He became a radical in college. He made friends with a few people who would go on to become charter members of a society of Ohio-raised and locally educated left-wing families, which formed the social universe of many white kids growing up in the inner-city around the time that I did. We went to school in integrated public magnet schools, and we lived on majority-black blocks, but the white children in this interconnected set were our first close friends and first crushes and quite often the people we ended up marrying. The parents were union organizers, social workers, mental health nurses, or assistant city planners, who had resisted the wave of white flight. The kids went to liberal protestant churches—ours was Quaker, most were Unitarian, and for Cincinnati there was a disproportionate number of Jewish kids—and were expected to go on to liberal arts schools in the Midwest or the Northeast. This was the final tall step in an intergenerational march toward enlightened and liberated modernity, which for my family had begun when my great-grandparents left cowboying in West Texas to come north to find work in a cast-iron pan factory.

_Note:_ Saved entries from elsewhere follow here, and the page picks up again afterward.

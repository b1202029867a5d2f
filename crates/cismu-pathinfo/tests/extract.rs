use cismu_pathinfo::{Extractor, Info, Tag, Tags, Vocabulary, extract};

fn tags(list: &[Tag]) -> Tags {
    list.iter().copied().collect()
}

#[test]
fn test_extract_is_idempotent() {
    let path = "a b/c/02. d & e/03 - author - work name (radio edit live original mix).mp3";
    assert_eq!(extract(path), extract(path));
}

#[test]
fn test_dot_work() {
    let info = extract("a b/c/02. d & e/02. work name.mp3");
    assert_eq!(
        info,
        Info {
            work: Some("work name".to_string()),
            file_extension: ".mp3".to_string(),
            ..Info::default()
        }
    );
}

#[test]
fn test_dot_dash_work() {
    let info = extract("a b/c/02. d & e/02. - work name.mp3");
    assert_eq!(info.author, None);
    assert_eq!(info.work.as_deref(), Some("work name"));
    assert!(info.tags.is_empty());
}

#[test]
fn test_author_and_work() {
    let info = extract("a b/c/02. d & e/03 - author - work name.mp3");
    assert_eq!(info.author.as_deref(), Some("author"));
    assert_eq!(info.album, None);
    assert_eq!(info.work.as_deref(), Some("work name"));
    assert!(info.tags.is_empty());
    assert_eq!(info.file_extension, ".mp3");
}

#[test]
fn test_original_mix_is_stripped_and_clears_remix() {
    let info = extract("a b/c/02. d & e/03 - author - work name (original mix).mp3");
    assert_eq!(info.author.as_deref(), Some("author"));
    assert_eq!(info.work.as_deref(), Some("work name"));
    assert!(!info.tags.has(Tag::Remix));
}

#[test]
fn test_mix_by_beats_original_mix() {
    let info = extract("music/05 - author - work (original mix) mix by dj.flac");
    assert!(info.tags.has(Tag::Remix));
}

#[test]
fn test_parenthetical_tags() {
    let info = extract("track (radio edit live)");
    assert_eq!(info.tags, tags(&[Tag::Radio, Tag::Live]));
    assert!(!info.tags.has(Tag::Remix));
    assert_eq!(info.work.as_deref(), Some("track"));
}

#[test]
fn test_extension_defaulting() {
    assert_eq!(extract("no extension here").file_extension, ".");
    assert_eq!(extract("dir/song.mp3").file_extension, ".mp3");
}

#[test]
fn test_directory_aggregation() {
    let info = extract("author - live at club/track.mp3");
    assert_eq!(info.author, None);
    assert_eq!(info.work.as_deref(), Some("track"));
    assert_eq!(info.tags, tags(&[Tag::Live]));
    assert_eq!(info.file_extension, ".mp3");
}

#[test]
fn test_directory_order_does_not_matter() {
    let a = extract("x (demo)/y [bonus]/z - cover by w/song.mp3");
    let b = extract("z - cover by w/y [bonus]/x (demo)/song.mp3");
    assert_eq!(a.tags, b.tags);
    assert_eq!(a.tags, tags(&[Tag::Demo, Tag::Cover, Tag::Bonus]));
}

#[test]
fn test_degenerate_paths() {
    assert_eq!(
        extract("/"),
        Info {
            file_extension: ".".to_string(),
            ..Info::default()
        }
    );
    assert_eq!(extract(""), Info::default());
}

#[test]
fn test_cyrillic_paths() {
    let info = extract("Музыка/Ария - Концерт в Лужниках/07 - Ария - Беспечный ангел (акапелла).mp3");
    assert_eq!(info.author.as_deref(), Some("Ария"));
    assert_eq!(info.work.as_deref(), Some("Беспечный ангел"));
    assert_eq!(info.tags, tags(&[Tag::Live, Tag::Capella]));
}

#[test]
fn test_custom_vocabulary_from_toml() {
    let vocabulary = Vocabulary::from_toml_str(
        r#"
        [groups]
        Demo = ["maqueta"]
        "#,
    )
    .unwrap();
    let extractor = Extractor::new(&vocabulary).unwrap();

    assert_eq!(extractor.extract("Grupo/Canción (Maqueta).mp3").tags, tags(&[Tag::Demo]));
    assert!(extractor.extract("Grupo/Song (demo).mp3").tags.is_empty());
}

#[test]
fn test_serialized_form() {
    let info = extract("Band/01 - Band - Song [Remastered].flac");
    let json = serde_json::to_string(&info).unwrap();
    assert_eq!(
        json,
        r#"{"author":"Band","work":"Song","tags":["Remaster"],"file_extension":".flac"}"#
    );
}

#[test]
fn test_singular_concert_recording_is_live() {
    assert_eq!(extract("Ария - концертная запись.mp3").tags, tags(&[Tag::Live]));
    assert_eq!(extract("Ария/Ария - концертная запись/01 - song.mp3").tags, tags(&[Tag::Live]));
    assert_eq!(extract("Ария - концертные записи.mp3").tags, tags(&[Tag::Live]));
}

#[test]
fn test_underscore_track_numbers() {
    let info = extract("Album/01_Intro.mp3");
    assert_eq!(info.author, None);
    assert_eq!(info.work.as_deref(), Some("Intro"));

    let info = extract("Album/07_Artist - Song.mp3");
    assert_eq!(info.author.as_deref(), Some("Artist"));
    assert_eq!(info.work.as_deref(), Some("Song"));

    assert_eq!(extract("Album/01Intro.mp3").work.as_deref(), Some("01Intro"));
}
//! Crate `cismu_pathinfo`: autor, obra, etiquetas y extensión inferidos de la ruta de un archivo de música.
//!
//! ```
//! use cismu_pathinfo::{Tag, extract};
//!
//! let info = extract("Artist - Live at Club/03 - Artist - Song (Radio Edit).mp3");
//! assert_eq!(info.author.as_deref(), Some("Artist"));
//! assert_eq!(info.work.as_deref(), Some("Song"));
//! assert!(info.tags.has(Tag::Live) && info.tags.has(Tag::Radio));
//! assert_eq!(info.file_extension, ".mp3");
//! ```

mod basename;
mod brackets;
mod error;
mod extractor;
mod info;
mod matcher;
mod path;
mod scanner;
mod tags;
mod vocabulary;

pub use basename::UNKNOWN_EXTENSION;
pub use error::{Error, Result};
pub use extractor::Extractor;
pub use info::Info;
pub use matcher::Pattern;
pub use path::SplitPath;
pub use tags::{Tag, Tags};
pub use vocabulary::{KeywordGroup, OverrideRules, Vocabulary};

/// Extrae con el vocabulario incorporado.
pub fn extract(path: &str) -> Info {
    Extractor::builtin().extract(path)
}
use serde::{Deserialize, Serialize};

use crate::tags::Tags;

/// Metadatos inferidos de una ruta. `album` queda reservado: el extractor nunca lo rellena.
#[derive(Debug, Clone, Default, PartialEq, Eq, Serialize, Deserialize)]
pub struct Info {
    #[serde(default, skip_serializing_if = "Option::is_none")]
    pub author: Option<String>,
    #[serde(default, skip_serializing_if = "Option::is_none")]
    pub album: Option<String>,
    #[serde(default, skip_serializing_if = "Option::is_none")]
    pub work: Option<String>,
    #[serde(default, skip_serializing_if = "no_tags")]
    pub tags: Tags,
    /// `"."` significa que el nombre no tenía extensión.
    #[serde(default, skip_serializing_if = "String::is_empty")]
    pub file_extension: String,
}

fn no_tags(tags: &Tags) -> bool {
    tags.is_empty()
}

pub(crate) fn non_empty(text: String) -> Option<String> {
    if text.is_empty() { None } else { Some(text) }
}
/// Ruta dividida en directorios (del más externo al más interno) y nombre final.
#[derive(Debug, Clone, PartialEq, Eq)]
pub struct SplitPath<'a> {
    pub dirs: Vec<&'a str>,
    pub basename: &'a str,
}

impl<'a> SplitPath<'a> {
    /// `None` cuando no hay ningún segmento.
    pub fn from_segments(segments: &[&'a str]) -> Option<Self> {
        let (basename, dirs) = segments.split_last()?;
        Some(SplitPath {
            dirs: dirs.to_vec(),
            basename: *basename,
        })
    }
}

/// Divide por `/`. El texto vacío no produce segmentos.
pub fn split(path: &str) -> Option<SplitPath<'_>> {
    if path.is_empty() {
        return None;
    }
    let segments: Vec<&str> = path.split('/').collect();
    SplitPath::from_segments(&segments)
}
/// Read the next message. `None` means a sub-stream or compressed block
/// started or ended and the caller should read again.
pub(crate) fn client_read(ctx: &mut ClientContext, io: &mut dyn MsgRead) -> Result<Option<SvcMessage>> {
    let game_api = ctx.features.server_game_api;
    match ctx.state {
        ReadState::FrameEntities => return read_frame_entity(ctx, io).map(Some),
        ReadState::GamestateConfigStrings | ReadState::ConfigStringStream => {
            return q2pro::read_streamed_configstring(ctx, io, game_api.max_configstrings())
        }
        ReadState::BaselineStream => return q2pro::read_streamed_baseline(ctx, io, read_entity_delta),
        _ => {}
    }

    let command = io.read_u8()?;
    trace!(command = names::svc_name(Protocol::Q2repro, command), "q2repro read");
    let msg = match command {
        SVC_NOP => SvcMessage::Nop,
        SVC_DISCONNECT => SvcMessage::Disconnect,
        SVC_RECONNECT => SvcMessage::Reconnect,
        SVC_PRINT => SvcMessage::Print(common::read_print(io)?),
        SVC_CENTERPRINT => SvcMessage::CenterPrint(io.read_string()?),
        SVC_STUFFTEXT => SvcMessage::StuffText(io.read_string()?),
        SVC_SERVERDATA => {
            let protocol = io.read_i32()?;
            if protocol != PROTOCOL_Q2REPRO {
                return Err(Error::BadData);
            }
            SvcMessage::ServerData(continue_serverdata(ctx, io, protocol)?)
        }
        SVC_CONFIGSTRING => SvcMessage::ConfigString(common::read_configstring(io)?),
        SVC_SOUND => SvcMessage::Sound(common::read_sound(io, MulticastProtocol::Float, false)?),
        SVC_SPAWNBASELINE => SvcMessage::SpawnBaseline(read_baseline(io)?),
        SVC_TEMP_ENTITY => SvcMessage::TempEntity(tent::read_temp_entity(io, MulticastProtocol::Float, game_api)?),
        SVC_MUZZLEFLASH => SvcMessage::MuzzleFlash(common::read_muzzleflash(io, MZ_SILENCED)?),
        SVC_MUZZLEFLASH2 => SvcMessage::MuzzleFlash2(q2pro::read_muzzleflash2(io, &Q2proLayout::client(ctx))?),
        SVC_RR_MUZZLEFLASH3 => SvcMessage::MuzzleFlash2(common::read_muzzleflash3(io)?),
        SVC_DOWNLOAD => SvcMessage::Download(common::read_download(io)?),
        SVC_FRAME => read_frame(ctx, io)?,
        SVC_INVENTORY => SvcMessage::Inventory(common::read_inventory(io)?),
        SVC_LAYOUT => SvcMessage::Layout(io.read_string()?),
        SVC_RR_DAMAGE => SvcMessage::Damage(common::read_damage(io)?),
        SVC_RR_FOG => SvcMessage::Fog(common::read_fog(io)?),
        SVC_RR_POI => SvcMessage::Poi(common::read_poi(io)?),
        SVC_RR_HELP_PATH => SvcMessage::HelpPath(common::read_help_path(io)?),
        SVC_RR_ACHIEVEMENT => SvcMessage::Achievement(io.read_string()?),
        SVC_Q2REPRO_ZPACKET => {
            ctx.read_zpacket(io)?;
            return Ok(None);
        }
        SVC_Q2REPRO_ZDOWNLOAD => SvcMessage::Download(q2pro::read_zdownload(ctx, io)?),
        SVC_Q2REPRO_SETTING => SvcMessage::Setting(r1q2::read_svc_setting(io)?),
        SVC_Q2REPRO_GAMESTATE => {
            ctx.state = ReadState::GamestateConfigStrings;
            return Ok(None);
        }
        SVC_Q2REPRO_CONFIGSTRINGSTREAM => {
            ctx.state = ReadState::ConfigStringStream;
            return Ok(None);
        }
        SVC_Q2REPRO_BASELINESTREAM => {
            ctx.state = ReadState::BaselineStream;
            return Ok(None);
        }
        _ => return Err(Error::BadCommand),
    };
    Ok(Some(msg))
}
pub(crate) fn client_write(_ctx: &mut ClientContext, io: &mut dyn MsgWrite, msg: &ClcMessage) -> Result<()> {
    trace!(message = msg.name(), "q2pro write");
    match msg {
        ClcMessage::Nop => io.write_u8(CLC_NOP),
        ClcMessage::Move(mv) => write_move(io, mv),
        ClcMessage::BatchMove(mv) => write_batch_move(io, mv),
        ClcMessage::Userinfo(userinfo) => common::write_string_cmd(io, CLC_USERINFO, userinfo),
        ClcMessage::StringCmd(cmd) => common::write_string_cmd(io, CLC_STRINGCMD, cmd),
        ClcMessage::Setting(setting) => r1q2::write_clc_setting(io, setting),
        ClcMessage::UserinfoDelta(delta) => {
            io.write_u8(CLC_Q2PRO_USERINFO_DELTA)?;
            io.write_string(&delta.name)?;
            io.write_string(&delta.value)
        }
    }
}

/// Unbatched move: the vanilla layout without a checksum byte.
fn write_move(io: &mut dyn MsgWrite, mv: &Move) -> Result<()> {
    io.write_u8(CLC_MOVE)?;
    io.write_i32(mv.lastframe)?;
    for delta in &mv.moves {
        vanilla::write_move_delta(io, delta)?;
    }
    Ok(())
}

fn write_batch_move(io: &mut dyn MsgWrite, mv: &BatchMove) -> Result<()> {
    let num_dups = mv.num_dups as usize;
    if num_dups >= MAX_BATCH_MOVE_FRAMES {
        return Err(Error::BadData);
    }
    let cmd = if mv.lastframe == -1 {
        CLC_Q2PRO_MOVE_NODELTA
    } else {
        CLC_Q2PRO_MOVE_BATCHED
    };
    io.write_u8(cmd | (mv.num_dups << 5))?;
    if mv.lastframe != -1 {
        io.write_i32(mv.lastframe)?;
    }

    let last = &mv.batch_frames[num_dups];
    let lightlevel = match last.num_cmds as usize {
        0 => 0,
        n => last.moves[n.min(MAX_BATCH_MOVE_CMDS) - 1].lightlevel,
    };
    io.write_u8(lightlevel)?;

    let mut base = MoveDelta::default();
    let mut bits = BitWriter::new(io);
    for frame in &mv.batch_frames[..=num_dups] {
        let num_cmds = frame.num_cmds as usize;
        if num_cmds >= MAX_BATCH_MOVE_CMDS {
            return Err(Error::BadData);
        }
        bits.write(num_cmds as i32, 5)?;
        for delta in &frame.moves[..num_cmds] {
            write_batch_delta(&mut bits, &mut base, delta)?;
        }
    }
    bits.flush()
}

// CM_IMPULSE is reused as "msec changed"; impulses are not carried.
fn write_batch_delta(out: &mut BitWriter, base: &mut MoveDelta, delta: &MoveDelta) -> Result<()> {
    let mut bits = (delta.delta_bits.bits() & 0x7f) as u8;
    if delta.msec != base.msec {
        bits |= CM_IMPULSE;
    }
    if bits == 0 {
        return out.write(0, 1);
    }
    out.write(1, 1)?;
    out.write(bits as i32, 8)?;

    for c in 0..2 {
        if bits & (CM_ANGLE1 << c) != 0 {
            let angle = delta.angles[c].to_short();
            let diff = angle as i32 - base.angles[c].to_short() as i32;
            if (-128..=127).contains(&diff) {
                out.write(1, 1)?;
                out.write(diff, -8)?;
            } else {
                out.write(0, 1)?;
                out.write(angle as i32, -16)?;
            }
            base.angles[c] = Angle::Short(angle);
        }
    }
    if bits & CM_ANGLE3 != 0 {
        let angle = delta.angles[2].to_short();
        out.write(angle as i32, -16)?;
        base.angles[2] = Angle::Short(angle);
    }
    for c in 0..3 {
        if bits & (CM_FORWARD << c) != 0 {
            out.write(delta.moves[c].to_short_unscaled() as i32, -10)?;
        }
    }
    if bits & CM_BUTTONS != 0 {
        let buttons = delta.buttons;
        out.write(((buttons & 3) | (buttons >> 5)) as i32, 3)?;
    }
    if bits & CM_IMPULSE != 0 {
        out.write(delta.msec as i32, 8)?;
        base.msec = delta.msec;
    }
    Ok(())
}

// ============================================================
// Server side
// ============================================================

pub(crate) fn init_server(ctx: &mut ServerContext) -> Result<()> {
    if ctx.info.game_api > GameApi::Q2proExtendedV2 {
        return Err(Error::GametypeUnsupported);
    }
    ctx.protocol_version = ctx.connect.version;
    ctx.zpacket_cmd = SVC_R1Q2_ZPACKET;
    let version = ctx.protocol_version;
    let features = &mut ctx.features;
    features.enable_deflate = ctx.connect.has_zlib;
    features.download_compress_raw = features.enable_deflate && version >= PROTOCOL_VERSION_Q2PRO_ZLIB_DOWNLOADS;
    features.has_beam_old_origin_fix = version >= PROTOCOL_VERSION_Q2PRO_BEAM_ORIGIN;
    features.has_playerfog = version >= PROTOCOL_VERSION_Q2PRO_PLAYERFOG;
    features.playerstate_clientnum = true;
    Ok(())
}

pub(crate) fn fill_serverdata(ctx: &ServerContext, serverdata: &mut ServerData) {
    serverdata.protocol = PROTOCOL_Q2PRO;
    serverdata.protocol_version = ctx.protocol_version;
    serverdata.q2pro.extensions = ctx.info.game_api >= GameApi::Q2proExtended;
    serverdata.q2pro.extensions_v2 = ctx.info.game_api >= GameApi::Q2proExtendedV2;
}

pub(crate) fn server_write(ctx: &mut ServerContext, io: &mut dyn MsgWrite, msg: &SvcMessage) -> Result<()> {
    trace!(message = msg.name(), "q2pro write");
    let layout = Q2proLayout::server(ctx);
    match msg {
        SvcMessage::Nop => io.write_u8(SVC_NOP),
        SvcMessage::Disconnect => io.write_u8(SVC_DISCONNECT),
        SvcMessage::Reconnect => io.write_u8(SVC_RECONNECT),
        SvcMessage::Sound(sound) => common::write_sound(io, layout.multicast(), false, sound),
        SvcMessage::Print(print) => common::write_print(io, print),
        SvcMessage::StuffText(text) => common::write_string_cmd(io, SVC_STUFFTEXT, text),
        SvcMessage::ServerData(serverdata) => write_serverdata(io, serverdata),
        SvcMessage::ConfigString(cs) => common::write_configstring(io, cs),
        SvcMessage::SpawnBaseline(baseline) => write_spawnbaseline(ctx, io, baseline),
        SvcMessage::CenterPrint(text) => common::write_string_cmd(io, SVC_CENTERPRINT, text),
        SvcMessage::Download(download) => write_download(io, SVC_R1Q2_ZDOWNLOAD, download),
        SvcMessage::Frame(frame) => write_frame(io, &layout, frame),
        SvcMessage::FrameEntityDelta(delta) => write_frame_entity(io, &layout, delta),
        SvcMessage::Layout(text) => common::write_string_cmd(io, SVC_LAYOUT, text),
        SvcMessage::Setting(setting) => r1q2::write_svc_setting(io, SVC_R1Q2_SETTING, setting),
        // muzzleflashes, temp entities and inventory come from game code
        _ => Err(Error::NotImplemented),
    }
}

fn write_serverdata(io: &mut dyn MsgWrite, serverdata: &ServerData) -> Result<()> {
    io.write_u8(SVC_SERVERDATA)?;
    io.write_i32(PROTOCOL_Q2PRO)?;
    io.write_i32(serverdata.servercount)?;
    io.write_bool(serverdata.attractloop)?;
    io.write_string(&serverdata.gamedir)?;
    io.write_i16(serverdata.clientnum)?;
    io.write_string(&serverdata.levelname)?;
    io.write_u16(serverdata.protocol_version)?;
    io.write_u8(serverdata.q2pro.server_state)?;
    if serverdata.protocol_version >= PROTOCOL_VERSION_Q2PRO_EXTENDED_LIMITS {
        let mut flags = 0u16;
        for (set, flag) in [
            (serverdata.strafejump_hack, Q2PRO_PF_STRAFEJUMP_HACK),
            (serverdata.q2pro.qw_mode, Q2PRO_PF_QW_MODE),
            (serverdata.q2pro.waterjump_hack, Q2PRO_PF_WATERJUMP_HACK),
            (serverdata.q2pro.extensions, Q2PRO_PF_EXTENSIONS),
            (serverdata.q2pro.extensions_v2, Q2PRO_PF_EXTENSIONS_2),
        ] {
            if set {
                flags |= flag;
            }
        }
        io.write_u16(flags)
    } else {
        io.write_bool(serverdata.strafejump_hack)?;
        io.write_bool(serverdata.q2pro.qw_mode)?;
        io.write_bool(serverdata.q2pro.waterjump_hack)
    }
}

pub(crate) fn write_spawnbaseline(ctx: &mut ServerContext, io: &mut dyn MsgWrite, baseline: &SpawnBaseline) -> Result<()> {
    io.write_u8(SVC_SPAWNBASELINE)?;
    write_entity_delta(io, &Q2proLayout::server(ctx), baseline.entnum, &baseline.delta_state)
}

/// Write a download chunk; compressed chunks go out under `zdownload_cmd`.
pub(crate) fn write_download(io: &mut dyn MsgWrite, zdownload_cmd: u8, download: &Download) -> Result<()> {
    if !download.compressed {
        return common::write_download(io, download);
    }
    let data = common::download_payload(download)?;
    io.write_u8(zdownload_cmd)?;
    io.write_i16(download.size)?;
    io.write_u8(download.percent)?;
    io.write_raw(data)
}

It was a community that from afar might seem easy to tar with the values of a strand of American liberalism that was developing at that time—one that had a fatal inability to differentiate between the concepts of change and progress. But this would be to misunderstand how politics work in Ohio. It was true that these people, like white liberals of their broader generation, had grown up with a set of notions that seemed dogmatic and at times extravagantly performative. They could treat almost any symbol or value of the generation they’d grown up rebelling against as a sign of backwardness and oppression. If I was ever going to have become a reactionary—and it may reduce the interest-value of this piece somewhat when I say that I haven’t, and there is no twist coming later where I reveal that the hypocrisies of liberals have finally driven me into the arms of the right—I would trace it to the moment I asked my mom if we could get an American flag to put on the lawn. She said, plainly, and accurately, that it wasn’t “the kind of thing we really do.”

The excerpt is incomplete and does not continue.